FOR PRESS: CONSPIRACY AND JUDICIAL MISCONDUCT BY FEDERAL JUDGES AND PROSECUTORS
Dear reader:
My mother would have been 73 years old on Monday, April 4, 2022, however she passed away in May 2019, while waiting for me to clear my name and return to donate my kidney to save her. My hope and prayer is for the world to learn the truth about the conspiracy and judicial misconduct and the injustice and gross miscarriage of justice which I suffered. I am a 44-year-old businessman who has been wrongly convicted and sentenced because of a wide-spread conspiracy between judges, prosecutors and lawyers in the Southern District of New York. These members of the judicial system who we all trust, have conspired to withhold (and continue to withhold) the evidence that would immediately prove my innocence. They have ignored the law to charge me in the first place and, at my trial, they fabricated evidence to find me guilty. As a result, I have been incarcerated for over 3 years in a federal prison in Pennsylvania waiting to be freed and be fully exonerated for crimes that I did not commit.
All my arguments of conspiracy are detailed in hundreds of pages of public court documents that I have filed in 2021 and 2022 (you can read my filings on Pacer and my website: www.freeraheem.org). None of the judges, prosecutors, and lawyers have responded to my allegations because they cannot do so without admitting their roles in the conspiracy. Instead, I remain unjustly incarcerated awaiting judgment from the very judges who I have alleged were part of the conspiracy to imprison me. I have also repeatedly asked these judges to recuse themselves from my case but they have refused to do so. My belief is that the conspiracy against me is only the tip of the iceberg at the Southern District of New York and at the Second Circuit U.S. Court of Appeals. When my cases are fully investigated there are likely to be hundreds, if not thousands, of previous cases involving these judges and prosecutors which will have to be re-examined. As a result, confidence in the impartiality of the American judiciary will, I believe, be irreparably damaged both in the U.S. and worldwide.
My cases:
I was held in civil contempt of court and charged in 2 separate cases for criminal contempt of court and for bank fraud. One common thread throughout has been the Chinese state-owned bank, ICBC, more of which I will discuss later. In my court filings I have alleged that the wide-spread conspiracy involved 2 senior judges, Judge Lewis A. Kaplan and Judge Richard J. Sullivan, 4 federal prosecutors, A.U.S.A.s Robert B. Sobelman, Nicolas T. Landsman-Roos, Danielle R. Sassoon and Mr. Paul S. Hessler, the former partner of one of the largest law firms in the world, Linklaters LLP. These very serious crimes need to be investigated.
Civil Contempt:
My story starts nearly 7 years ago, in 2015, when my company, Blacksands Pacific, became involved in a civil dispute with a Chinese bank, ICBC, over a $1.35 billion financing to buy oil assets located onshore California and offshore Nigeria. Judge Kaplan of the Southern District of New York presided over the civil case. In September 2015, after reviewing only the financing documents, Judge Kaplan ruled in favor of ICBC. He then agreed to ICBC's request for a broad discovery of documents. A year later, in September 2016, even though my company and ICBC were, at the time, actively negotiating a settlement (Judge Kaplan had instructed the parties to settle), ICBC requested that contempt charges be brought against my company alleging that insufficient documents had been disclosed. I believe that ICBC did this so as to pressure my company to provide them with sensitive commercial documents on my company's bid for the Californian oil assets. The only other competing bid for the assets was from another Chinese company, Goldleaf. I am sure the close relationship between ICBC and Goldleaf will come out eventually. Judge Kaplan granted ICBC's request but in open court he went further by asking ICBC to bring a civil contempt charge personally against me, even though I was not a named party in the dispute.

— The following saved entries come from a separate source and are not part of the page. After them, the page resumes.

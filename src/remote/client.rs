// This Source Code Form is subject to the terms of the Mozilla Public
// License, v. 2.0. If a copy of the MPL was not distributed with this
// file, You can obtain one at https://mozilla.org/MPL/2.0/.

use std::time::Duration;

use async_trait::async_trait;
use base64::Engine;
use base64::engine::general_purpose::STANDARD;
use bytes::Bytes;
use reqwest::{Client, RequestBuilder, StatusCode};
use serde::de::DeserializeOwned;
use serde_json::{Value, json};
use tracing::{debug, instrument, warn};

use super::{
    FileUpdate, IdValue, MediaApi, OrderEntry, Playlist, RemoteFile, WireFile, WirePlaylist,
};
use crate::error::ApiError;

/// Timeout applied to every call against the station API
pub const API_TIMEOUT: Duration = Duration::from_secs(60);

const API_KEY_HEADER: &str = "X-API-Key";

/// reqwest-backed client for a station's media API
#[derive(Clone)]
pub struct StationClient {
    client: Client,
    base_url: String,
    api_key: String,
}

impl StationClient {
    /// `host` is the platform root (e.g. `https://radio.example.com`)
    pub fn new(host: &str, station: &str, api_key: &str) -> Self {
        Self::with_client(Client::new(), host, station, api_key)
    }

    pub fn with_client(client: Client, host: &str, station: &str, api_key: &str) -> Self {
        Self {
            client,
            base_url: format!(
                "{}/api/station/{}",
                host.trim_end_matches('/'),
                station.trim_matches('/')
            ),
            api_key: api_key.to_string(),
        }
    }

    fn url(&self, endpoint: &str) -> String {
        format!("{}{}", self.base_url, endpoint)
    }

    fn request(&self, builder: RequestBuilder) -> RequestBuilder {
        builder
            .header(API_KEY_HEADER, &self.api_key)
            .timeout(API_TIMEOUT)
    }

    /// Send and return the body of a successful response
    async fn send(&self, endpoint: &str, builder: RequestBuilder) -> Result<String, ApiError> {
        let response = self
            .request(builder)
            .send()
            .await
            .map_err(|e| ApiError::Request {
                endpoint: endpoint.to_string(),
                source: e,
            })?;

        let status = response.status();
        let body = response.text().await.map_err(|e| ApiError::Request {
            endpoint: endpoint.to_string(),
            source: e,
        })?;

        if !status.is_success() {
            return Err(ApiError::Status {
                endpoint: endpoint.to_string(),
                status: status.as_u16(),
                body: truncate_body(&body),
            });
        }

        Ok(body)
    }

    fn decode<T: DeserializeOwned>(endpoint: &str, body: &str) -> Result<T, ApiError> {
        serde_json::from_str(body).map_err(|e| ApiError::Decode {
            endpoint: endpoint.to_string(),
            source: e,
        })
    }
}

fn truncate_body(body: &str) -> String {
    const MAX: usize = 200;
    if body.chars().count() <= MAX {
        body.to_string()
    } else {
        format!("{}...", body.chars().take(MAX).collect::<String>())
    }
}

/// Pull an id out of whatever an upload call answered with
fn extract_upload_id(value: Value) -> Option<String> {
    match value {
        Value::Object(mut map) => map
            .remove("id")
            .or_else(|| map.remove("media_id"))
            .and_then(|id| serde_json::from_value::<IdValue>(id).ok())
            .and_then(IdValue::into_id),
        other => serde_json::from_value::<IdValue>(other)
            .ok()
            .and_then(IdValue::into_id),
    }
}

fn image_mime(filename: &str) -> &'static str {
    let lower = filename.to_lowercase();
    if lower.ends_with(".png") {
        "image/png"
    } else if lower.ends_with(".webp") {
        "image/webp"
    } else {
        "image/jpeg"
    }
}

#[async_trait]
impl MediaApi for StationClient {
    #[instrument(skip(self))]
    async fn list_files(&self) -> Result<Vec<RemoteFile>, ApiError> {
        let endpoint = "/files";
        let body = self
            .send(endpoint, self.client.get(self.url(endpoint)))
            .await?;
        let wire: Vec<WireFile> = Self::decode(endpoint, &body)?;
        let total = wire.len();

        let files: Vec<RemoteFile> = wire
            .into_iter()
            .filter_map(WireFile::into_remote_file)
            .collect();
        if files.len() < total {
            warn!(
                dropped = total - files.len(),
                "ignoring listed files without an id"
            );
        }
        debug!(count = files.len(), "listed remote files");
        Ok(files)
    }

    #[instrument(skip(self))]
    async fn get_file(&self, file_id: &str) -> Result<Option<RemoteFile>, ApiError> {
        let endpoint = format!("/file/{file_id}");
        match self
            .send(&endpoint, self.client.get(self.url(&endpoint)))
            .await
        {
            Ok(body) => {
                let wire: WireFile = Self::decode(&endpoint, &body)?;
                Ok(wire.into_remote_file())
            }
            Err(ApiError::Status { status, .. }) if status == StatusCode::NOT_FOUND.as_u16() => {
                Ok(None)
            }
            Err(e) => Err(e),
        }
    }

    #[instrument(skip(self, contents), fields(bytes = contents.len()))]
    async fn upload_file(&self, path: &str, contents: Bytes) -> Result<Option<String>, ApiError> {
        let endpoint = "/files";
        let payload = json!({
            "path": path,
            "file": STANDARD.encode(&contents),
        });
        let body = self
            .send(endpoint, self.client.post(self.url(endpoint)).json(&payload))
            .await?;

        if body.trim().is_empty() {
            return Ok(None);
        }
        let value: Value = Self::decode(endpoint, &body)?;
        Ok(extract_upload_id(value))
    }

    #[instrument(skip(self, update))]
    async fn update_file(&self, file_id: &str, update: &FileUpdate) -> Result<(), ApiError> {
        let endpoint = format!("/file/{file_id}");
        self.send(&endpoint, self.client.put(self.url(&endpoint)).json(update))
            .await?;
        Ok(())
    }

    #[instrument(skip(self))]
    async fn delete_file(&self, file_id: &str) -> Result<(), ApiError> {
        let endpoint = format!("/file/{file_id}");
        self.send(&endpoint, self.client.delete(self.url(&endpoint)))
            .await?;
        Ok(())
    }

    #[instrument(skip(self, contents), fields(bytes = contents.len()))]
    async fn upload_artwork(
        &self,
        file_id: &str,
        filename: &str,
        contents: Bytes,
    ) -> Result<(), ApiError> {
        let endpoint = format!("/file/{file_id}/art");
        let part = reqwest::multipart::Part::bytes(contents.to_vec())
            .file_name(filename.to_string())
            .mime_str(image_mime(filename))
            .map_err(|e| ApiError::Multipart(e.to_string()))?;
        let form = reqwest::multipart::Form::new().part("art", part);

        self.send(
            &endpoint,
            self.client.post(self.url(&endpoint)).multipart(form),
        )
        .await?;
        Ok(())
    }

    #[instrument(skip(self))]
    async fn list_playlists(&self) -> Result<Vec<Playlist>, ApiError> {
        let endpoint = "/playlists";
        let body = self
            .send(endpoint, self.client.get(self.url(endpoint)))
            .await?;
        let wire: Vec<WirePlaylist> = Self::decode(endpoint, &body)?;
        Ok(wire
            .into_iter()
            .filter_map(WirePlaylist::into_playlist)
            .collect())
    }

    #[instrument(skip(self))]
    async fn playlist_order(&self, playlist_id: &str) -> Result<Vec<String>, ApiError> {
        let endpoint = format!("/playlist/{playlist_id}/order");
        let body = self
            .send(&endpoint, self.client.get(self.url(&endpoint)))
            .await?;
        let entries: Vec<OrderEntry> = Self::decode(&endpoint, &body)?;
        Ok(entries.into_iter().filter_map(OrderEntry::into_id).collect())
    }
}
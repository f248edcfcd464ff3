// This Source Code Form is subject to the terms of the Mozilla Public
// License, v. 2.0. If a copy of the MPL was not distributed with this
// file, You can obtain one at https://mozilla.org/MPL/2.0/.

//! Per-episode upload: download, upload, wait for indexing, tag, assign.
//!
//! Steps 1, 3, 4 and 5 are fatal to the episode and surface as a
//! [`PipelineError`]. Artwork (2, 6) and playlist assignment (7) are
//! best-effort and only logged. Scratch files are owned by [`ScratchFile`]
//! guards, so they are removed on every exit path.

use std::io::ErrorKind;
use std::path::{Path, PathBuf};
use std::time::Duration;

use bytes::Bytes;
use tracing::{debug, info, instrument, warn};

use super::download::{ARTWORK_TIMEOUT, ASSET_TIMEOUT, download_to_file};
use super::filename::{artwork_extension, audio_extension, remote_path, scratch_stem};
use crate::error::PipelineError;
use crate::feed::{EpisodeRecord, ShowMetadata};
use crate::http::HttpClient;
use crate::progress::{ProgressEvent, SharedProgressReporter};
use crate::remote::{FileUpdate, MediaApi};

/// Longest comment written to a remote file, in characters
pub const MAX_COMMENT_LENGTH: usize = 500;

/// Poll schedule for the platform's post-upload indexing
#[derive(Debug, Clone, PartialEq, Eq)]
pub struct IndexingBackoff {
    pub base: Duration,
    pub step: Duration,
    pub cap: Duration,
    pub max_attempts: u32,
}

impl Default for IndexingBackoff {
    fn default() -> Self {
        Self {
            base: Duration::from_secs(30),
            step: Duration::from_secs(30),
            cap: Duration::from_secs(300),
            max_attempts: 10,
        }
    }
}

impl IndexingBackoff {
    /// Delay before poll number `attempt` (0-based): `min(base + step * attempt, cap)`
    pub fn delay(&self, attempt: u32) -> Duration {
        (self.base + self.step * attempt).min(self.cap)
    }

    /// Every delay of a full, unsuccessful wait
    pub fn schedule(&self) -> Vec<Duration> {
        (0..self.max_attempts).map(|a| self.delay(a)).collect()
    }
}

/// Knobs of the upload pipeline
#[derive(Debug, Clone)]
pub struct PipelineOptions {
    pub scratch_dir: PathBuf,
    pub backoff: IndexingBackoff,
    pub asset_timeout: Duration,
    /// Also assigned on upload so fresh files are not orphans on the next run
    pub default_playlist: Option<String>,
}

impl PipelineOptions {
    pub fn new(scratch_dir: impl Into<PathBuf>) -> Self {
        Self {
            scratch_dir: scratch_dir.into(),
            backoff: IndexingBackoff::default(),
            asset_timeout: ASSET_TIMEOUT,
            default_playlist: None,
        }
    }
}

/// What happened to an episode that made it onto the station
#[derive(Debug, Clone, PartialEq, Eq)]
pub struct UploadOutcome {
    pub file_id: String,
    pub remote_path: String,
    pub artwork_applied: bool,
    pub playlist_assigned: bool,
}

/// A scratch file removed when the guard goes out of scope
struct ScratchFile {
    path: PathBuf,
}

impl ScratchFile {
    fn new(path: PathBuf) -> Self {
        Self { path }
    }

    fn path(&self) -> &Path {
        &self.path
    }
}

impl Drop for ScratchFile {
    fn drop(&mut self) {
        match std::fs::remove_file(&self.path) {
            Ok(()) => debug!(path = %self.path.display(), "removed scratch file"),
            Err(e) if e.kind() == ErrorKind::NotFound => {}
            Err(e) => warn!(path = %self.path.display(), error = %e, "failed to remove scratch file"),
        }
    }
}

/// Plain-text comment from an HTML-ish description, capped at [`MAX_COMMENT_LENGTH`].
///
/// Tags are stripped from the raw text before entities are decoded, so an
/// escaped `&lt;` survives as a literal `<`.
pub fn episode_comment(description: &str) -> String {
    let stripped = strip_tags(description);
    let decoded = html_escape::decode_html_entities(&stripped);

    let collapsed = decoded.split_whitespace().collect::<Vec<_>>().join(" ");
    collapsed.chars().take(MAX_COMMENT_LENGTH).collect()
}

/// Drop `<...>` markup; a `<` not followed by a tag name, `/` or `!` is text
fn strip_tags(raw: &str) -> String {
    let mut text = String::with_capacity(raw.len());
    let mut chars = raw.chars().peekable();
    let mut in_tag = false;

    while let Some(c) = chars.next() {
        if in_tag {
            if c == '>' {
                in_tag = false;
                text.push(' ');
            }
            continue;
        }
        let opens_tag = c == '<'
            && chars
                .peek()
                .is_some_and(|next| next.is_ascii_alphabetic() || matches!(next, '/' | '!'));
        if opens_tag {
            in_tag = true;
        } else {
            text.push(c);
        }
    }
    text
}

/// Runs one episode at a time through download, upload and tagging
pub struct UploadPipeline<'a, H: ?Sized, A: ?Sized> {
    http: &'a H,
    api: &'a A,
    options: &'a PipelineOptions,
    reporter: SharedProgressReporter,
}

impl<'a, H, A> UploadPipeline<'a, H, A>
where
    H: HttpClient + ?Sized,
    A: MediaApi + ?Sized,
{
    pub fn new(
        http: &'a H,
        api: &'a A,
        options: &'a PipelineOptions,
        reporter: SharedProgressReporter,
    ) -> Self {
        Self {
            http,
            api,
            options,
            reporter,
        }
    }

    #[instrument(skip_all, fields(episode = %episode.title, show = %show.title))]
    pub async fn process(
        &self,
        episode: &EpisodeRecord,
        show: &ShowMetadata,
        playlist_id: &str,
    ) -> Result<UploadOutcome, PipelineError> {
        let stem = scratch_stem(episode);

        // 1. asset
        let asset = ScratchFile::new(
            self.options
                .scratch_dir
                .join(format!("{stem}.{}", audio_extension(episode))),
        );
        let bytes = download_to_file(
            self.http,
            &episode.asset_url,
            asset.path(),
            self.options.asset_timeout,
            Some(&self.reporter),
        )
        .await?;
        debug!(bytes, "asset downloaded");

        // 2. artwork
        let artwork = self.download_artwork(episode, show, &stem).await;

        // 3. upload
        let path = remote_path(episode, show);
        let contents = read_scratch(asset.path()).await?;
        let file_id = self
            .api
            .upload_file(&path, contents)
            .await
            .map_err(PipelineError::Upload)?
            .ok_or_else(|| PipelineError::MissingRemoteId { path: path.clone() })?;
        info!(file_id = %file_id, path = %path, "asset uploaded");

        // 4. indexing
        self.wait_for_indexing(&file_id, &episode.title).await?;

        // 5. metadata
        let update = FileUpdate {
            title: Some(episode.title.clone()),
            artist: Some(show.author.clone()),
            album: Some(show.title.clone()),
            comment: Some(episode_comment(&episode.description)),
            playlists: None,
        };
        self.api
            .update_file(&file_id, &update)
            .await
            .map_err(|e| PipelineError::Metadata {
                file_id: file_id.clone(),
                source: e,
            })?;

        // 6. artwork
        let artwork_applied = match &artwork {
            Some(scratch) => self.apply_artwork(&file_id, scratch).await,
            None => false,
        };

        // 7. playlist
        let playlist_assigned = self.assign_playlists(&file_id, playlist_id).await;

        Ok(UploadOutcome {
            file_id,
            remote_path: path,
            artwork_applied,
            playlist_assigned,
        })
    }

    async fn download_artwork(
        &self,
        episode: &EpisodeRecord,
        show: &ShowMetadata,
        stem: &str,
    ) -> Option<ScratchFile> {
        let url = episode
            .artwork_url
            .as_deref()
            .filter(|url| !url.is_empty())
            .or_else(|| Some(show.artwork_url.as_str()).filter(|url| !url.is_empty()))?;

        let scratch = ScratchFile::new(
            self.options
                .scratch_dir
                .join(format!("{stem}-art.{}", artwork_extension(url))),
        );

        match download_to_file(self.http, url, scratch.path(), ARTWORK_TIMEOUT, None).await {
            Ok(_) => Some(scratch),
            Err(e) => {
                warn!(url, error = %e, "artwork download failed, continuing without artwork");
                None
            }
        }
    }

    async fn wait_for_indexing(&self, file_id: &str, title: &str) -> Result<(), PipelineError> {
        let backoff = &self.options.backoff;

        for attempt in 0..backoff.max_attempts {
            let delay = backoff.delay(attempt);
            self.reporter.report(ProgressEvent::WaitingForIndexing {
                episode_title: title.to_string(),
                attempt: attempt + 1,
                max_attempts: backoff.max_attempts,
                delay,
            });
            if !delay.is_zero() {
                tokio::time::sleep(delay).await;
            }

            match self.api.get_file(file_id).await {
                Ok(Some(_)) => {
                    debug!(file_id, attempt, "file indexed");
                    return Ok(());
                }
                Ok(None) => debug!(file_id, attempt, "file not indexed yet"),
                Err(e) => debug!(file_id, attempt, error = %e, "indexing poll failed"),
            }
        }

        Err(PipelineError::IndexingTimeout {
            file_id: file_id.to_string(),
            attempts: backoff.max_attempts,
        })
    }

    async fn apply_artwork(&self, file_id: &str, scratch: &ScratchFile) -> bool {
        let contents = match read_scratch(scratch.path()).await {
            Ok(contents) => contents,
            Err(e) => {
                warn!(file_id, error = %e, "could not read artwork scratch file");
                return false;
            }
        };
        let filename = scratch
            .path()
            .file_name()
            .map(|name| name.to_string_lossy().into_owned())
            .unwrap_or_else(|| "cover.jpg".to_string());

        match self.api.upload_artwork(file_id, &filename, contents).await {
            Ok(()) => true,
            Err(e) => {
                warn!(file_id, error = %e, "failed to apply artwork");
                false
            }
        }
    }

    async fn assign_playlists(&self, file_id: &str, playlist_id: &str) -> bool {
        let mut playlists = vec![playlist_id.to_string()];
        if let Some(default) = &self.options.default_playlist
            && default != playlist_id
        {
            playlists.push(default.clone());
        }

        match self
            .api
            .update_file(file_id, &FileUpdate::playlists(playlists))
            .await
        {
            Ok(()) => true,
            Err(e) => {
                warn!(file_id, playlist_id, error = %e, "playlist assignment failed, file left unassigned");
                false
            }
        }
    }
}

async fn read_scratch(path: &Path) -> Result<Bytes, PipelineError> {
    tokio::fs::read(path)
        .await
        .map(Bytes::from)
        .map_err(|e| PipelineError::ScratchRead {
            path: path.to_path_buf(),
            source: e,
        })
}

ICBC's lawyer, Mr. Hessler of Linklaters, then filed a motion, on December 7, 2016, requesting civil contempt charges be brought against me. Just 5 days later Judge Kaplan found me in contempt without giving me any time to appear in court, without holding a hearing or even investigating any of the documents that would have shown the active settlement discussion. This year I argued in my court filing that this finding was against binding precedent law because ICBC's lawyer and Judge Kaplan had illegally pierced through the corporate veil. The binding case is called OSRecovery. In fact, last year Judge Kaplan suggested that he was bound by an earlier case, People of the State of New York, but when I pointed out that the later OSRecovery case was in fact the binding law, Judge Kaplan summarily dismissed my argument with no further explanation. He just wrote "denied".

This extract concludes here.